■ TASK TO COMPLETE
Write out, from the entries below, exactly the lines that run between the lines holding "fn to() -> RelationDef" and "impl From<i32> for", inclusive, and stop there.

■ INPUT DATA
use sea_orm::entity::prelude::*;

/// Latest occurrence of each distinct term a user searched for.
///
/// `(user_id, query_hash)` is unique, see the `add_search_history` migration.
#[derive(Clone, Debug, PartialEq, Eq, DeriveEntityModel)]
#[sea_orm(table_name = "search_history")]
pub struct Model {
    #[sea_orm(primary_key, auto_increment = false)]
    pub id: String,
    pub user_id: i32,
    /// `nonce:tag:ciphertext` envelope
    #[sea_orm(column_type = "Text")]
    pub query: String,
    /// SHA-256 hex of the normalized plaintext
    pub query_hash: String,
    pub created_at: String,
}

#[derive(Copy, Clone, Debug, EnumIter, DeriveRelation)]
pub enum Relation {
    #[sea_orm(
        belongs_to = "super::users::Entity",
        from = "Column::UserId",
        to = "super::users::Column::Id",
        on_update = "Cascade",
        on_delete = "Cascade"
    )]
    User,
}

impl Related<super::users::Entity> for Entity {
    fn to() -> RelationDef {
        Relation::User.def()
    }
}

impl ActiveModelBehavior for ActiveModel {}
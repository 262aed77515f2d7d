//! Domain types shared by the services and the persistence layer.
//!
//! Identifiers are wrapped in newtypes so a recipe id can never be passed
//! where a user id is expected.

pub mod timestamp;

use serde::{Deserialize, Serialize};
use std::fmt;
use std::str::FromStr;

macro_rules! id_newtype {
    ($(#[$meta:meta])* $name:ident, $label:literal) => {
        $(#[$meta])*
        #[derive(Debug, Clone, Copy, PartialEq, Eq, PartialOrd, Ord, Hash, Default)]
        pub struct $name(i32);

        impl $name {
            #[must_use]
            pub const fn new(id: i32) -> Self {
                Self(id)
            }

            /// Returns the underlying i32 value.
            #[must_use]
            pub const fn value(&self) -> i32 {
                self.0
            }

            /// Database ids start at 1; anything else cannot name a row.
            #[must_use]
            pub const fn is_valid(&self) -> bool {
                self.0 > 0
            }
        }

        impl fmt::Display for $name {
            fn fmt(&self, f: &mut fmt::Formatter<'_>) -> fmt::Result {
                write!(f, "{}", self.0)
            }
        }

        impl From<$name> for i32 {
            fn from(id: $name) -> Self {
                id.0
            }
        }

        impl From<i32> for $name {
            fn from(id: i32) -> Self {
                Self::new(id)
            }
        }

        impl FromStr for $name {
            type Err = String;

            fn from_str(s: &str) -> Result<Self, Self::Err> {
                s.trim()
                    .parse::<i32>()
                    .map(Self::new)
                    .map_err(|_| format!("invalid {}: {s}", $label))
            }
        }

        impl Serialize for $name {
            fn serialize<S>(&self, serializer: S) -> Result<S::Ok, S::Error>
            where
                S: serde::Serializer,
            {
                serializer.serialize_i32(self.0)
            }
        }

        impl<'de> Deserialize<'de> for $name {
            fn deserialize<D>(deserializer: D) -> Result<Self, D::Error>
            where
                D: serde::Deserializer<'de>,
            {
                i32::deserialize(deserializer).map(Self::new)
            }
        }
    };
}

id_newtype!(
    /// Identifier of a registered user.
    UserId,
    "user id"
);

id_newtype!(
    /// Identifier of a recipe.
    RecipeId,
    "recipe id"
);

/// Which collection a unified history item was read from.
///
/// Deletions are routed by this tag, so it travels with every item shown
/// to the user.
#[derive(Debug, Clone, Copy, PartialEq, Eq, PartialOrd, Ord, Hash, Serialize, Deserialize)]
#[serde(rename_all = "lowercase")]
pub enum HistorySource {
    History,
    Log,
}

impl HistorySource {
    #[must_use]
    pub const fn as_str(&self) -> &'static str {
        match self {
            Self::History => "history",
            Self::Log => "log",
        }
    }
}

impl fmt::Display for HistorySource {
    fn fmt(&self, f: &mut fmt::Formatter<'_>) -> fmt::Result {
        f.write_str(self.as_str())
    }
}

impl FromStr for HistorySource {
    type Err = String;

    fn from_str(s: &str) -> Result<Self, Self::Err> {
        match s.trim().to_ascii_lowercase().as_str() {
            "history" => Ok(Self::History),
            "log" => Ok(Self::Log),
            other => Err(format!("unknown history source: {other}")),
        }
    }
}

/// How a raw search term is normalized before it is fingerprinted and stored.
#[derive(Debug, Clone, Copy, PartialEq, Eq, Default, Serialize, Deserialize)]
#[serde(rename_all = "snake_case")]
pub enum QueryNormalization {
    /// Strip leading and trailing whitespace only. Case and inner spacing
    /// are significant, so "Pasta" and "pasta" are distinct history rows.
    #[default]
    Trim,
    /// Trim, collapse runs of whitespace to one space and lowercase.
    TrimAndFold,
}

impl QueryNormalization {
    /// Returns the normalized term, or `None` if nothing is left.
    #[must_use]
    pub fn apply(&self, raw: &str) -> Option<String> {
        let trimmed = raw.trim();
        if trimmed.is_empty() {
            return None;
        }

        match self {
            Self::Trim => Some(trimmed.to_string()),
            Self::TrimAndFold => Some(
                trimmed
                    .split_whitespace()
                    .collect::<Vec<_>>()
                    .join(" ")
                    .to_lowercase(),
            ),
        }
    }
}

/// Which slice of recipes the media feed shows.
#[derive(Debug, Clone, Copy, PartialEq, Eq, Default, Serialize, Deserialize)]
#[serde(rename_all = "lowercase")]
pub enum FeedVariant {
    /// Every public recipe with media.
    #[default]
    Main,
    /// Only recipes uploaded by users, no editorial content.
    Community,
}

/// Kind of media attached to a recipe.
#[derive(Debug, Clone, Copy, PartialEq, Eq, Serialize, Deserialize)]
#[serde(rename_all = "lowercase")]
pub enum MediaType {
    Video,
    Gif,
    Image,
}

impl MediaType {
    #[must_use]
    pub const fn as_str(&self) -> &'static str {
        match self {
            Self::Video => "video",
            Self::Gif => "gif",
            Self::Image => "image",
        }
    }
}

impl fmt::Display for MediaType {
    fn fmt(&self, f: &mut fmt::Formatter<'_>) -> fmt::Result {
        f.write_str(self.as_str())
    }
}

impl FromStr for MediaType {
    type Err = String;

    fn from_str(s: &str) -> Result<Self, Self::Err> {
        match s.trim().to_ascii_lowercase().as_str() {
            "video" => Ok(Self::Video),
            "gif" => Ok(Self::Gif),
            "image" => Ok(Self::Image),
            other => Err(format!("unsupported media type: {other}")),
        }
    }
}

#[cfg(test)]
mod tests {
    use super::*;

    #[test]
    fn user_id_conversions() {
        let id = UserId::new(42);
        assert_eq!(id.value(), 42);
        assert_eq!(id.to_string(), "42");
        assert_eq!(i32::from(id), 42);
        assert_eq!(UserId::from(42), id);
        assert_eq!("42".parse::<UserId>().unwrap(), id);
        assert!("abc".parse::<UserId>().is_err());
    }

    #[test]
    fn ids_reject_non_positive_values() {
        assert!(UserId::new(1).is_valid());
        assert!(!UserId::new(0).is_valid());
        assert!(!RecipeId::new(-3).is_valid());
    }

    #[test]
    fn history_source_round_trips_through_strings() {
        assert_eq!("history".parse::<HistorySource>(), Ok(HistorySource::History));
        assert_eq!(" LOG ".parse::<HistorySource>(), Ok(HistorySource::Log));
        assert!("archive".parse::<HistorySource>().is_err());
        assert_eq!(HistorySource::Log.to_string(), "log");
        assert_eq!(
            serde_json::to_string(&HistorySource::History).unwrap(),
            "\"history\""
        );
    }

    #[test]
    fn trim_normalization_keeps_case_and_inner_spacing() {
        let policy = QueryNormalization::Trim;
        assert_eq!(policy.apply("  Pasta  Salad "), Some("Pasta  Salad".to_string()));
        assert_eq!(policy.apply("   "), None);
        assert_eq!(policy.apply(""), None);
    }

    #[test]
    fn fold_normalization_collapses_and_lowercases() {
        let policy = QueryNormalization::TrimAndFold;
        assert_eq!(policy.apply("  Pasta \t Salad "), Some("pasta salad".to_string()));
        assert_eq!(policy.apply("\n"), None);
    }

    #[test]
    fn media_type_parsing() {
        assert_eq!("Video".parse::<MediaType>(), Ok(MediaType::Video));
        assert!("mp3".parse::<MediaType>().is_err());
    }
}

■ RESULT
    fn to() -> RelationDef {
        Relation::User.def()
    }
}

impl ActiveModelBehavior for ActiveModel {}
repository 262aed77515f2d7d
//! Domain types shared by the services and the persistence layer.
//!
//! Identifiers are wrapped in newtypes so a recipe id can never be passed
//! where a user id is expected.

pub mod timestamp;

use serde::{Deserialize, Serialize};
use std::fmt;
use std::str::FromStr;

macro_rules! id_newtype {
    ($(#[$meta:meta])* $name:ident, $label:literal) => {
        $(#[$meta])*
        #[derive(Debug, Clone, Copy, PartialEq, Eq, PartialOrd, Ord, Hash, Default)]
        pub struct $name(i32);

        impl $name {
            #[must_use]
            pub const fn new(id: i32) -> Self {
                Self(id)
            }

            /// Returns the underlying i32 value.
            #[must_use]
            pub const fn value(&self) -> i32 {
                self.0
            }

            /// Database ids start at 1; anything else cannot name a row.
            #[must_use]
            pub const fn is_valid(&self) -> bool {
                self.0 > 0
            }
        }

        impl fmt::Display for $name {
            fn fmt(&self, f: &mut fmt::Formatter<'_>) -> fmt::Result {
                write!(f, "{}", self.0)
            }
        }

        impl From<$name> for i32 {
            fn from(id: $name) -> Self {
                id.0
            }
        }

        impl From<i32> for $name {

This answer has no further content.